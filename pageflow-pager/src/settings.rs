// Copyright 2025 Pageflow (https://github.com/pageflow-rs/pageflow)
//
// This program is free software: you can redistribute it and/or modify
// it under the terms of the GNU Affero General Public License as published by
// the Free Software Foundation, either version 3 of the License, or
// (at your option) any later version.
//
// This program is distributed in the hope that it will be useful,
// but WITHOUT ANY WARRANTY; without even the implied warranty of
// MERCHANTABILITY or FITNESS FOR A PARTICULAR PURPOSE. See the
// GNU Affero General Public License for more details.
//
// You should have received a copy of the GNU Affero General Public License
// along with this program. If not, see <https://www.gnu.org/licenses/>.

//! Pipeline settings for one pagination session.

use std::sync::Arc;

use pageflow_core::PagerConfig;

use crate::sizer::{FixedCountSizer, PageSizer};

/// Configuration handed to a [`crate::RecordManager`]: tuning knobs plus the
/// page-sizing strategy.
pub struct PagerSettings<T> {
    /// Tuning knobs shared with the fetcher.
    pub config: PagerConfig,
    /// Strategy partitioning filtered snapshots into chunks. Defaults to
    /// [`FixedCountSizer`] over `config.records_per_page`.
    pub page_sizer: Arc<dyn PageSizer<T>>,
}

impl<T> PagerSettings<T> {
    pub fn new(config: PagerConfig) -> Self {
        let page_sizer = Arc::new(FixedCountSizer::new(config.records_per_page));
        Self { config, page_sizer }
    }

    /// Replace the sizing strategy.
    pub fn with_page_sizer(mut self, sizer: impl PageSizer<T> + 'static) -> Self {
        self.page_sizer = Arc::new(sizer);
        self
    }
}

impl<T> Default for PagerSettings<T> {
    fn default() -> Self {
        Self::new(PagerConfig::default())
    }
}

impl<T> Clone for PagerSettings<T> {
    fn clone(&self) -> Self {
        Self {
            config: self.config.clone(),
            page_sizer: Arc::clone(&self.page_sizer),
        }
    }
}

impl<T> std::fmt::Debug for PagerSettings<T> {
    fn fmt(&self, f: &mut std::fmt::Formatter<'_>) -> std::fmt::Result {
        f.debug_struct("PagerSettings")
            .field("config", &self.config)
            .finish_non_exhaustive()
    }
}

------

Work required - Your answer should consist only of the lines above between the line holding "implied warranty of" and the line holding "pub fn new(config: PagerConfig)", inclusive, each transcribed exactly.

Output for this task -
// but WITHOUT ANY WARRANTY; without even the implied warranty of
// MERCHANTABILITY or FITNESS FOR A PARTICULAR PURPOSE. See the
// GNU Affero General Public License for more details.
//
// You should have received a copy of the GNU Affero General Public License
// along with this program. If not, see <https://www.gnu.org/licenses/>.

//! Pipeline settings for one pagination session.

use std::sync::Arc;

use pageflow_core::PagerConfig;

use crate::sizer::{FixedCountSizer, PageSizer};

/// Configuration handed to a [`crate::RecordManager`]: tuning knobs plus the
/// page-sizing strategy.
pub struct PagerSettings<T> {
    /// Tuning knobs shared with the fetcher.
    pub config: PagerConfig,
    /// Strategy partitioning filtered snapshots into chunks. Defaults to
    /// [`FixedCountSizer`] over `config.records_per_page`.
    pub page_sizer: Arc<dyn PageSizer<T>>,
}

impl<T> PagerSettings<T> {
    pub fn new(config: PagerConfig) -> Self {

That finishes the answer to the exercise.